Blackjack dealers are just one of many people in the casino angling for tips but the rest of them are beyond the purview of this website. We’ll focus on the blackjack dealer, how to tip him and when to tip him. There’s a bit of controversy about whether or not professionals or ‘advantage players’ should tip the dealer at all. Both sides of this debate have some good points. On one hand, it’s the courteous thing to do and if you’re a ‘regular’ at a casino you don’t want to get a reputation as a lousy tipper. On the other hand, ‘advantage’ players operate on a razor thin margin as it is and the tip further cuts into their edge over the house.


There are several ways to tip a blackjack dealer. We’ll start with the obvious ones–you can just ‘toke’ him a chip or cash. This can be left on the table after you finish your blackjack session or just pushed toward the dealer’s position if you’re still playing. Blackjack dealers don’t miss much despite all of the chips and cards flying around the table. He’ll know if you’re tossing him a chip for change or a tip–if you think there’s a chance of confusion just say something like ‘change me’ or ‘this is for you’. The question then becomes how much to tip–that depends on the stakes you’re playing for. If you’re playing $100 a hand you don’t want to throw the dealer a dollar when you leave the table. There’s not really a hard and fast percentage–the important thing is to make your tip commensurate with the stakes you’re playing for.

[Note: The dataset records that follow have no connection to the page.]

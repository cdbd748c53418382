//! MongoDB client and typed collection wrapper

use bson::{doc, DateTime, Document};
use futures_util::TryStreamExt;
use mongodb::{
    options::{FindOptions, IndexOptions, ReplaceOptions, UpdateModifications, UpdateOptions},
    results::UpdateResult,
    Client, Collection, IndexModel,
};
use serde::{de::DeserializeOwned, Serialize};
use tracing::info;

use crate::db::schemas::Metadata;
use crate::types::{MirrorError, Result};

/// Trait for schemas that provide index definitions
pub trait IntoIndexes {
    fn into_indices() -> Vec<(Document, Option<IndexOptions>)>;
}

/// Trait for schemas with mutable metadata
pub trait MutMetadata {
    fn mut_metadata(&mut self) -> &mut Metadata;
}

/// MongoDB client wrapper
#[derive(Clone)]
pub struct MongoClient {
    client: Client,
    db_name: String,
}

impl MongoClient {
    pub async fn new(uri: &str, db_name: &str) -> Result<Self> {
        info!("Connecting to MongoDB at {}", uri);

        // Fail fast instead of hanging on an unreachable server
        let timeout_uri = if uri.contains('?') {
            format!("{}&serverSelectionTimeoutMS=3000&connectTimeoutMS=3000", uri)
        } else {
            format!("{}?serverSelectionTimeoutMS=3000&connectTimeoutMS=3000", uri)
        };

        let client = Client::with_uri_str(&timeout_uri)
            .await
            .map_err(|e| MirrorError::Database(format!("Failed to connect to MongoDB: {}", e)))?;

        client
            .database(db_name)
            .run_command(doc! { "ping": 1 })
            .await
            .map_err(|e| MirrorError::Database(format!("MongoDB ping failed: {}", e)))?;

        info!("Connected to MongoDB database '{}'", db_name);

        Ok(Self {
            client,
            db_name: db_name.to_string(),
        })
    }

    /// Get a typed collection, applying its indexes
    pub async fn collection<T>(&self, name: &str) -> Result<MongoCollection<T>>
    where
        T: Serialize + DeserializeOwned + Unpin + Send + Sync + IntoIndexes + MutMetadata,
    {
        MongoCollection::new(&self.client, &self.db_name, name).await
    }

    pub async fn ping(&self) -> Result<()> {
        self.client
            .database(&self.db_name)
            .run_command(doc! { "ping": 1 })
            .await?;
        Ok(())
    }

    pub fn db_name(&self) -> &str {
        &self.db_name
    }
}

/// Typed MongoDB collection with automatic indexing
#[derive(Debug, Clone)]
pub struct MongoCollection<T>
where
    T: Serialize + DeserializeOwned + Unpin + Send + Sync,
{
    inner: Collection<T>,
}

impl<T> MongoCollection<T>
where
    T: Serialize + DeserializeOwned + Unpin + Send + Sync + IntoIndexes + MutMetadata,
{
    pub async fn new(client: &Client, db_name: &str, collection_name: &str) -> Result<Self> {
        let collection = client.database(db_name).collection::<T>(collection_name);
        let mongo_collection = MongoCollection { inner: collection };
        mongo_collection.apply_indexes().await?;
        Ok(mongo_collection)
    }

    async fn apply_indexes(&self) -> Result<()> {
        let schema_indices = T::into_indices();
        if schema_indices.is_empty() {
            return Ok(());
        }

        let indices: Vec<IndexModel> = schema_indices
            .into_iter()
            .map(|(keys, opts)| IndexModel::builder().keys(keys).options(opts).build())
            .collect();

        self.inner
            .create_indexes(indices)
            .await
            .map_err(|e| MirrorError::Database(format!("Failed to create indexes: {}", e)))?;
        Ok(())
    }

    /// Insert `item` only if nothing matches `filter`. Returns true when inserted.
    pub async fn insert_if_absent(&self, filter: Document, mut item: T) -> Result<bool> {
        let metadata = item.mut_metadata();
        metadata.created_at = Some(DateTime::now());
        metadata.updated_at = metadata.created_at;

        let mut document = bson::to_document(&item)?;
        // The upsert takes _id from the filter
        document.remove("_id");
        let result = self
            .inner
            .update_one(filter, doc! { "$setOnInsert": document })
            .with_options(UpdateOptions::builder().upsert(true).build())
            .await
            .map_err(|e| MirrorError::Database(format!("Upsert failed: {}", e)))?;
        Ok(result.upserted_id.is_some())
    }

    /// Replace the document matching `filter`, inserting it if missing
    pub async fn replace_upsert(&self, filter: Document, mut item: T) -> Result<()> {
        let now = DateTime::now();
        let metadata = item.mut_metadata();
        metadata.updated_at = Some(now);
        if metadata.created_at.is_none() {
            metadata.created_at = Some(now);
        }

        self.inner
            .replace_one(filter, item)
            .with_options(ReplaceOptions::builder().upsert(true).build())
            .await
            .map_err(|e| MirrorError::Database(format!("Replace failed: {}", e)))?;
        Ok(())
    }

    pub async fn insert_many(&self, mut items: Vec<T>) -> Result<()> {
        if items.is_empty() {
            return Ok(());
        }
        let now = DateTime::now();
        for item in items.iter_mut() {
            let metadata = item.mut_metadata();
            metadata.created_at = Some(now);
            metadata.updated_at = Some(now);
        }
        self.inner
            .insert_many(items)
            .await
            .map_err(|e| MirrorError::Database(format!("Insert failed: {}", e)))?;
        Ok(())
    }

    pub async fn find_one(&self, filter: Document) -> Result<Option<T>> {
        self.inner
            .find_one(filter)
            .await
            .map_err(|e| MirrorError::Database(format!("Find failed: {}", e)))
    }

    /// Find documents with an explicit sort and optional limit
    pub async fn find_sorted(
        &self,
        filter: Document,
        sort: Document,
        limit: Option<i64>,
    ) -> Result<Vec<T>> {
        let options = FindOptions::builder().sort(sort).limit(limit).build();
        let cursor = self
            .inner
            .find(filter)
            .with_options(options)
            .await
            .map_err(|e| MirrorError::Database(format!("Find failed: {}", e)))?;
        cursor
            .try_collect()
            .await
            .map_err(|e| MirrorError::Database(format!("Cursor read failed: {}", e)))
    }

    pub async fn count(&self, filter: Document) -> Result<u64> {
        self.inner
            .count_documents(filter)
            .await
            .map_err(|e| MirrorError::Database(format!("Count failed: {}", e)))
    }

    pub async fn update_one(
        &self,
        filter: Document,
        update: impl Into<UpdateModifications>,
        upsert: bool,
    ) -> Result<UpdateResult> {
        self.inner
            .update_one(filter, update.into())
            .with_options(UpdateOptions::builder().upsert(upsert).build())
            .await
            .map_err(|e| MirrorError::Database(format!("Update failed: {}", e)))
    }

    pub async fn update_many(&self, filter: Document, update: Document) -> Result<u64> {
        let result = self
            .inner
            .update_many(filter, update)
            .await
            .map_err(|e| MirrorError::Database(format!("Update failed: {}", e)))?;
        Ok(result.modified_count)
    }

    pub async fn delete_many(&self, filter: Document) -> Result<u64> {
        let result = self
            .inner
            .delete_many(filter)
            .await
            .map_err(|e| MirrorError::Database(format!("Delete failed: {}", e)))?;
        Ok(result.deleted_count)
    }
}
//! Action log document

use bson::{doc, Document};
use mongodb::options::IndexOptions;
use serde::{Deserialize, Serialize};

use crate::db::mongo::{IntoIndexes, MutMetadata};
use crate::db::schemas::Metadata;
use crate::domain::{Action, DomainKind};
use crate::types::Hash32;

pub const ACTION_COLLECTION: &str = "actions";

/// One ingested ledger action. Written once by the ingestor, only `active`
/// ever changes afterwards.
#[derive(Serialize, Deserialize, Clone, Debug, PartialEq)]
pub struct ActionDoc {
    /// `{domain}:{action_hash}`
    pub _id: String,

    #[serde(default)]
    pub metadata: Metadata,

    pub domain: DomainKind,

    /// Gapless per-domain sequence number starting at 0
    pub action_id: u64,

    pub action_hash: Hash32,

    pub previous_action_hash: Hash32,

    pub raw_payload: Vec<String>,

    /// Payload decoded once at ingestion
    pub action: Action,

    /// Set once the ledger confirms this action
    #[serde(default)]
    pub active: bool,
}

impl ActionDoc {
    pub fn id_for(domain: DomainKind, action_hash: &Hash32) -> String {
        format!("{}:{}", domain, action_hash)
    }

    pub fn new(
        domain: DomainKind,
        action_id: u64,
        action_hash: Hash32,
        previous_action_hash: Hash32,
        raw_payload: Vec<String>,
        action: Action,
    ) -> Self {
        Self {
            _id: Self::id_for(domain, &action_hash),
            metadata: Metadata::default(),
            domain,
            action_id,
            action_hash,
            previous_action_hash,
            raw_payload,
            action,
            active: false,
        }
    }
}

impl IntoIndexes for ActionDoc {
    fn into_indices() -> Vec<(Document, Option<IndexOptions>)> {
        vec![
            (
                doc! { "domain": 1, "action_hash": 1 },
                Some(
                    IndexOptions::builder()
                        .unique(true)
                        .name("domain_hash_unique".to_string())
                        .build(),
                ),
            ),
            // Also rejects a second action claiming an already-assigned id
            (
                doc! { "domain": 1, "action_id": 1 },
                Some(
                    IndexOptions::builder()
                        .unique(true)
                        .name("domain_action_id_unique".to_string())
                        .build(),
                ),
            ),
            (
                doc! { "domain": 1, "active": 1 },
                Some(
                    IndexOptions::builder()
                        .name("domain_active_index".to_string())
                        .build(),
                ),
            ),
        ]
    }
}

impl MutMetadata for ActionDoc {
    fn mut_metadata(&mut self) -> &mut Metadata {
        &mut self.metadata
    }
}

The other method of tipping the dealer is to ‘place a bet for the dealer’. The way you do this is to place your bet in the appropriate area and then place another bet in front of the circle or square. The dealer doesn’t ‘deal himself in’–instead, if you win he wins and vice versa. If you win, the dealer will pay out the appropriate amount first to your bet and then to his. If he loses, he’ll sweep up both bets (but I’ve never had a dealer not thank me for the bet win or lose). If the hand is a push, the dealer will usually let the bet stand for the next hand. As far as the amount of the bet, it’s a similar situation to what we discussed above. The only additional criteria is that the dealer’s bet should be at least the table minimum.


There’s no hard and fast rule for this and different players tip the dealer at different times. One technique is to leave the dealer a tip as you’re leaving the table after ending your blackjack session. You can either tip the dealer for the entire session at once or give the dealer a smaller tip if you’ve been tipping him throughout the game. Alternately, you can just flip the dealer a tip at various points during the game. This is largely left up to player’s discretion–some tip the dealer after hitting a ‘natural’ blackjack, others do it at random. It’s really up to you when you feel like tipping your dealer.

The same goes for placing a bet for the dealer though–obviously–you won’t do that as you’re leaving the table. You might want to leave a bet for the dealer after hitting a natural, after a good winning run or after you ‘reload’ with more chips. Just don’t interrupt the flow of the game and the timing of when you bet won’t really matter. This is also true for how you’re doing–if you’re on a nice winning run it’s bad form not to give the dealer some type of gratuity. If you’re losing, most dealers don’t expect the same amount of tipping–if they expect it at all.